== Segment start ==

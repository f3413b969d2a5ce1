pub mod distance_2d;
pub mod meridian;
pub mod projector;
pub mod quadratic;

pub use projector::{PlaneProjector, Projector, XProjector, YProjector, ZProjector};

/// 2D point type.
pub type Point2 = nalgebra::Point2<f64>;

/// 3D point type.
pub type Point3 = nalgebra::Point3<f64>;

/// 2D vector type.
pub type Vector2 = nalgebra::Vector2<f64>;

/// 3D vector type.
pub type Vector3 = nalgebra::Vector3<f64>;

/// Global geometric tolerance for floating-point comparisons.
pub const TOLERANCE: f64 = 1e-10;

/// Z component of the cross product of two 2D vectors.
#[must_use]
pub fn cross_2d(a: &Vector2, b: &Vector2) -> f64 {
    a.x * b.y - a.y * b.x
}
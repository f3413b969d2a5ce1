pub mod config;
pub mod error;
pub mod math;
pub mod polygon;
pub mod solid;

pub use config::KernelConfig;
pub use error::{KernelError, Result};
pub use solid::{Crossing, Solid};
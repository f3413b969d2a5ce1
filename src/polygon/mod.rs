pub mod polygon_2d;
pub mod polygon_3d;

pub use polygon_2d::{EdgeHit, Polygon2d};
pub use polygon_3d::{make_polygon, PlanarHit, PlanarPolygon};
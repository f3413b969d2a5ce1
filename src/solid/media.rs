use crate::error::{ConstructionError, Result};

/// Medium index per region.
///
/// The kernel does not interpret medium indices; it only hands them back to
/// the caller together with region lookups.
#[derive(Debug, Clone, Default, PartialEq, Eq)]
pub struct RegionMedia {
    media: Vec<Option<usize>>,
}

impl RegionMedia {
    /// Creates a table with no medium assigned to any of `regions` regions.
    #[must_use]
    pub fn empty(regions: usize) -> Self {
        Self {
            media: vec![None; regions],
        }
    }

    /// Creates a table with one medium per region.
    ///
    /// # Errors
    ///
    /// Returns `ConstructionError::LengthMismatch` if `media` does not have
    /// exactly `regions` entries.
    pub fn from_slice(regions: usize, media: &[usize]) -> Result<Self> {
        if media.len() != regions {
            return Err(ConstructionError::LengthMismatch {
                what: "media",
                expected: regions,
                found: media.len(),
            }
            .into());
        }
        Ok(Self {
            media: media.iter().copied().map(Some).collect(),
        })
    }

    /// Creates a table from per-region optional media.
    #[must_use]
    pub fn from_options(media: Vec<Option<usize>>) -> Self {
        Self { media }
    }

    #[must_use]
    pub fn get(&self, region: usize) -> Option<usize> {
        self.media.get(region).copied().flatten()
    }

    #[must_use]
    pub fn len(&self) -> usize {
        self.media.len()
    }

    #[must_use]
    pub fn is_empty(&self) -> bool {
        self.media.is_empty()
    }
}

== Segment end ==

Exercise goal
Retype every record exactly, omitting nothing.

Result below
repository f3413b969d2a5ce1
pub mod distance_2d;
pub mod meridian;
pub mod projector;
pub mod quadratic;

pub use projector::{PlaneProjector, Projector, XProjector, YProjector, ZProjector};

/// 2D point type.
pub type Point2 = nalgebra::Point2<f64>;

/// 3D point type.
pub type Point3 = nalgebra::Point3<f64>;

/// 2D vector type.
pub type Vector2 = nalgebra::Vector2<f64>;

/// 3D vector type.
pub type Vector3 = nalgebra::Vector3<f64>;

/// Global geometric tolerance for floating-point comparisons.
pub const TOLERANCE: f64 = 1e-10;

/// Z component of the cross product of two 2D vectors.
#[must_use]
pub fn cross_2d(a: &Vector2, b: &Vector2) -> f64 {
    a.x * b.y - a.y * b.x
}
repository f3413b969d2a5ce1
pub mod config;
pub mod error;
pub mod math;
pub mod polygon;
pub mod solid;

pub use config::KernelConfig;
pub use error::{KernelError, Result};
pub use solid::{Crossing, Solid};
repository f3413b969d2a5ce1
filename src/polygon/mod.rs
pub mod polygon_2d;
pub mod polygon_3d;

pub use polygon_2d::{EdgeHit, Polygon2d};
pub use polygon_3d::{make_polygon, PlanarHit, PlanarPolygon};
repository f3413b969d2a5ce1
filename src/solid/media.rs
use crate::error::{ConstructionError, Result};

/// Medium index per region.
///
/// The kernel does not interpret medium indices; it only hands them back to
/// the caller together with region lookups.
#[derive(Debug, Clone, Default, PartialEq, Eq)]
pub struct RegionMedia {
    media: Vec<Option<usize>>,
}

impl RegionMedia {
    /// Creates a table with no medium assigned to any of `regions` regions.
    #[must_use]
    pub fn empty(regions: usize) -> Self {
        Self {
            media: vec![None; regions],
        }
    }

    /// Creates a table with one medium per region.
    ///
    /// # Errors
    ///
    /// Returns `ConstructionError::LengthMismatch` if `media` does not have
    /// exactly `regions` entries.
    pub fn from_slice(regions: usize, media: &[usize]) -> Result<Self> {
        if media.len() != regions {
            return Err(ConstructionError::LengthMismatch {
                what: "media",
                expected: regions,
                found: media.len(),
            }
            .into());
        }
        Ok(Self {
            media: media.iter().copied().map(Some).collect(),
        })
    }

    /// Creates a table from per-region optional media.
    #[must_use]
    pub fn from_options(media: Vec<Option<usize>>) -> Self {
        Self { media }
    }

    #[must_use]
    pub fn get(&self, region: usize) -> Option<usize> {
        self.media.get(region).copied().flatten()
    }

    #[must_use]
    pub fn len(&self) -> usize {
        self.media.len()
    }

    #[must_use]
    pub fn is_empty(&self) -> bool {
        self.media.is_empty()
    }
}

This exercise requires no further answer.